Basically, it worked easily and painlessly on the system I am using
for this, which is moderately fast (W2K on a 1.5 Ghz AMD Athlon CPU,
with lots of disk space and 1 GB of RAM). I was a little perplexed to
discover that it did not seem to have access to the floppy drive, but
it turns out that by editing the dos.vmx configuration file, changing
floppy0.present from FALSE to TRUE, the floppy drive becomes available.
I had expected that the configuration of the free player would not be
alterable, but it is. I also took advantage of this to change the
sound.present value to FALSE, since I don't have a sound card on my
host system and I was seeing an annoying message about not finding the
sound card every time I started the virtual machine.
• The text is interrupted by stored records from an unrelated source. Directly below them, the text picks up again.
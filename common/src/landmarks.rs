//! Landmark streams and the bundle handed to the presentation layer.

use std::fmt;

/// Text shown for a stream that has not been received yet.
pub const PLACEHOLDER: &str = "No data available";

/// One of the three landmark streams the backend extracts from a video.
#[derive(Debug, Clone, Copy, PartialEq, Eq, Hash)]
pub enum LandmarkKind {
    Body,
    LeftHand,
    RightHand,
}

impl LandmarkKind {
    pub const ALL: [LandmarkKind; 3] = [Self::Body, Self::LeftHand, Self::RightHand];

    /// Heading of the landmark box.
    pub fn title(&self) -> &'static str {
        match self {
            Self::Body => "Body Landmarks",
            Self::LeftHand => "Left Hand Landmarks",
            Self::RightHand => "Right Hand Landmarks",
        }
    }

    /// File name used when the stream is exported ("download as file").
    pub fn file_name(&self) -> &'static str {
        match self {
            Self::Body => "body_landmarks.txt",
            Self::LeftHand => "left_hand_landmarks.txt",
            Self::RightHand => "right_hand_landmarks.txt",
        }
    }
}

impl fmt::Display for LandmarkKind {
    fn fmt(&self, f: &mut fmt::Formatter<'_>) -> fmt::Result {
        let name = match self {
            Self::Body => "body",
            Self::LeftHand => "left hand",
            Self::RightHand => "right hand",
        };
        f.write_str(name)
    }
}

/// The terminal artifact of one successful upload.
///
/// The empty bundle is the initial presentation state.  A bundle built by
/// [`LandmarkBundle::complete`] always carries all three streams.
#[derive(Debug, Clone, Default, PartialEq, Eq)]
pub struct LandmarkBundle {
    pub body: Option<String>,
    pub left_hand: Option<String>,
    pub right_hand: Option<String>,
}

impl LandmarkBundle {
    pub fn complete(body: String, left_hand: String, right_hand: String) -> Self {
        LandmarkBundle {
            body: Some(body),
            left_hand: Some(left_hand),
            right_hand: Some(right_hand),
        }
    }

    pub fn get(&self, kind: LandmarkKind) -> Option<&str> {
        match kind {
            LandmarkKind::Body => self.body.as_deref(),
            LandmarkKind::LeftHand => self.left_hand.as_deref(),
            LandmarkKind::RightHand => self.right_hand.as_deref(),
        }
    }

    /// True when every stream is present.
    pub fn is_complete(&self) -> bool {
        LandmarkKind::ALL.iter().all(|k| self.get(*k).is_some())
    }

    /// Stream text, or [`PLACEHOLDER`] when it is absent or empty.
    pub fn display_text(&self, kind: LandmarkKind) -> &str {
        match self.get(kind) {
            Some(text) if !text.is_empty() => text,
            _ => PLACEHOLDER,
        }
    }
}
There is one thing that is strange about VMWare operation. This is the
handling of the time obtained from the CMOS clock at startup. I had noted
this a while ago when I wrote up some notes about using Minix 2.0.4 on
VMWare (http://minix1.hampshire.edu/faq/morevmw.html). At that time I
hypothesized that VMWare assumed the CMOS clock kept California time
instead of UTC. However, when I started the Minix 3 virtual machine I
found it was interpreting the CMOS clock as if it kept Amsterdam time.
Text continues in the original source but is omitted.